By Mary Yeater Rathbun — 5/12/2007 9:27 am

A white paneled delivery truck ran over a UW-Madison graduate student's head on Division Street Friday afternoon and, except for a concussion, he wasn't hurt.

Ryan Lipscomb, 26, said he was riding his bicycle pretty fast down the East Isthmus Bike Path where it parallels Eastwood Drive on Madison's east side just before 3 p.m. Eastwood had a green light, so the crosswalk for the bike path showed a white walk sign, Lipscomb said.

He saw the large truck, the kind that usually makes deliveries to offices, coming down Eastwood, preparing to make a right turn onto Division Street. Lipscomb said he could tell the truck wasn't going to stop. So Lipscomb slammed on his brakes, flipping his bike and throwing himself into the street. He landed right at the intersection of Eastwood and Division.

The truck ran over his head.

"I didn't see it coming, but I sure felt it roll over my head. It feels really strange to have a truck run over your head."

His helmet, a Giro, was crushed, but Lipscomb's head was fine.

Madison Police Department Sgt. Chris Boyd said the officer at the scene urged Lipscomb to keep the helmet. He did. It is all flattened and mangled and broken, unlike his head.

Even though the truck did not stop, Boyd initially refused to call the incident a hit-and-run. She said the police were not sure that the truck driver knew that someone had been hit. But Sgt. Bernie Gonzalez said later in the evening that the accident report calls it a hit-and-run.

Lipscomb agrees with Gonzalez.

"The truck driver definitely would have known. You know when you run over a curb and my head was definitely higher than a curb." Moreover, Lipscomb said, he was already in the street as the truck was turning. "He had to have seen me."

He was taken to University Hospital, but was released by about 6 p.m. "I'm OK except for a concussion," he said Friday night about 10 p.m.

He better hope he is. Lipscomb, who is studying medical physics in the School of Medicine, has an exam Monday and another Tuesday.
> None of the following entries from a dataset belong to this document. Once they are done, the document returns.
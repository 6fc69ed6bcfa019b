//! Redis implementation of [`KeyValueStore`].

use std::{fmt, future::Future, time::Duration};

use async_trait::async_trait;
use bytes::Bytes;
use chrono::{DateTime, Utc};
use redis::{
    Client, Cmd, FromRedisValue, aio::ConnectionManager, cluster::ClusterClient,
    cluster_async::ClusterConnection,
};
use tokio::sync::OnceCell;
use tracing::trace;

use crate::connection::{SentinelMaster, Topology};
use crate::error::Error;
use crate::store::KeyValueStore;

enum Target {
    SingleNode(Client),
    Sentinel(SentinelMaster),
    Cluster(ClusterClient),
}

#[derive(Clone)]
enum Connection {
    Managed(ConnectionManager),
    Cluster(ClusterConnection),
}

/// A lazily connected redis handle.
///
/// Nothing is sent over the network until the first command. Single node and
/// sentinel handles use a [`ConnectionManager`]; cluster handles use the
/// cluster client's own connection, which follows slot redirections.
pub struct RedisStore {
    topology: Topology,
    target: Target,
    connection: OnceCell<Connection>,
    timeout: Option<Duration>,
}

impl RedisStore {
    pub(crate) fn single_node(client: Client, topology: Topology) -> Self {
        Self::new(Target::SingleNode(client), topology, None)
    }

    pub(crate) fn sentinel(
        discovery: SentinelMaster,
        topology: Topology,
        timeout: Duration,
    ) -> Self {
        Self::new(Target::Sentinel(discovery), topology, Some(timeout))
    }

    pub(crate) fn cluster(client: ClusterClient, topology: Topology) -> Self {
        Self::new(Target::Cluster(client), topology, None)
    }

    fn new(target: Target, topology: Topology, timeout: Option<Duration>) -> Self {
        Self {
            topology,
            target,
            connection: OnceCell::new(),
            timeout,
        }
    }

    /// What this handle was built to talk to.
    pub fn topology(&self) -> &Topology {
        &self.topology
    }

    async fn connection(&self) -> Result<Connection, Error> {
        trace!("Get redis connection");
        let connection = self
            .connection
            .get_or_try_init(|| async {
                trace!(mode = %self.topology.mode(), "Initialize new redis connection");
                let connection = match &self.target {
                    Target::SingleNode(client) => {
                        Connection::Managed(client.get_connection_manager().await?)
                    }
                    Target::Sentinel(discovery) => {
                        let client = discovery.master_client().await?;
                        let manager = self
                            .bounded(async { Ok(client.get_connection_manager().await?) })
                            .await?;
                        Connection::Managed(manager)
                    }
                    Target::Cluster(client) => {
                        Connection::Cluster(client.get_async_connection().await?)
                    }
                };
                Ok::<_, Error>(connection)
            })
            .await?;
        Ok(connection.clone())
    }

    async fn bounded<T, F>(&self, fut: F) -> Result<T, Error>
    where
        F: Future<Output = Result<T, Error>>,
    {
        match self.timeout {
            Some(limit) => tokio::time::timeout(limit, fut)
                .await
                .map_err(|_| Error::Timeout(limit))?,
            None => fut.await,
        }
    }

    async fn query<T>(&self, cmd: Cmd) -> Result<T, Error>
    where
        T: FromRedisValue + Send,
    {
        let connection = self.connection().await?;
        self.bounded(async move {
            let value = match connection {
                Connection::Managed(mut con) => cmd.query_async(&mut con).await?,
                Connection::Cluster(mut con) => cmd.query_async(&mut con).await?,
            };
            Ok(value)
        })
        .await
    }
}

impl fmt::Debug for RedisStore {
    fn fmt(&self, f: &mut fmt::Formatter<'_>) -> fmt::Result {
        f.debug_struct("RedisStore")
            .field("topology", &self.topology)
            .field("connected", &self.connection.initialized())
            .field("timeout", &self.timeout)
            .finish()
    }
}

#[async_trait]
impl KeyValueStore for RedisStore {
    async fn get(&self, key: &str) -> Result<Option<Bytes>, Error> {
        let mut cmd = redis::cmd("GET");
        cmd.arg(key);
        let value: Option<Vec<u8>> = self.query(cmd).await?;
        Ok(value.map(Bytes::from))
    }

    async fn set(&self, key: &str, value: &[u8]) -> Result<(), Error> {
        let mut cmd = redis::cmd("SET");
        cmd.arg(key).arg(value);
        self.query::<()>(cmd).await
    }

    async fn delete(&self, key: &str) -> Result<(), Error> {
        let mut cmd = redis::cmd("DEL");
        cmd.arg(key);
        self.query::<i64>(cmd).await?;
        Ok(())
    }

    async fn exists(&self, key: &str) -> Result<bool, Error> {
        let mut cmd = redis::cmd("EXISTS");
        cmd.arg(key);
        self.query(cmd).await
    }

    async fn expire_at(&self, key: &str, at: DateTime<Utc>) -> Result<(), Error> {
        let mut cmd = redis::cmd("EXPIREAT");
        cmd.arg(key).arg(at.timestamp());
        self.query::<i64>(cmd).await?;
        Ok(())
    }

    async fn ttl(&self, key: &str) -> Result<i64, Error> {
        let mut cmd = redis::cmd("TTL");
        cmd.arg(key);
        self.query(cmd).await
    }
}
This is not his only brush with headache-causing fame this spring. Lipscomb is the treasurer of the UW-Madison Teaching Assistants' Association's political action committee. Mike Quieto, who worked as a limited-term election aid in the City Clerk's Office in March and April, is accused of forging Lipscomb's name three times to the organization's campaign finance report. The Ethics Board is tentatively scheduled to hear the case later this month.

And next week, Bike to Work Week begins. But Lipscomb didn't say whether he was going to get back on the saddle on Monday.

Note to self: Buy stock in Giro.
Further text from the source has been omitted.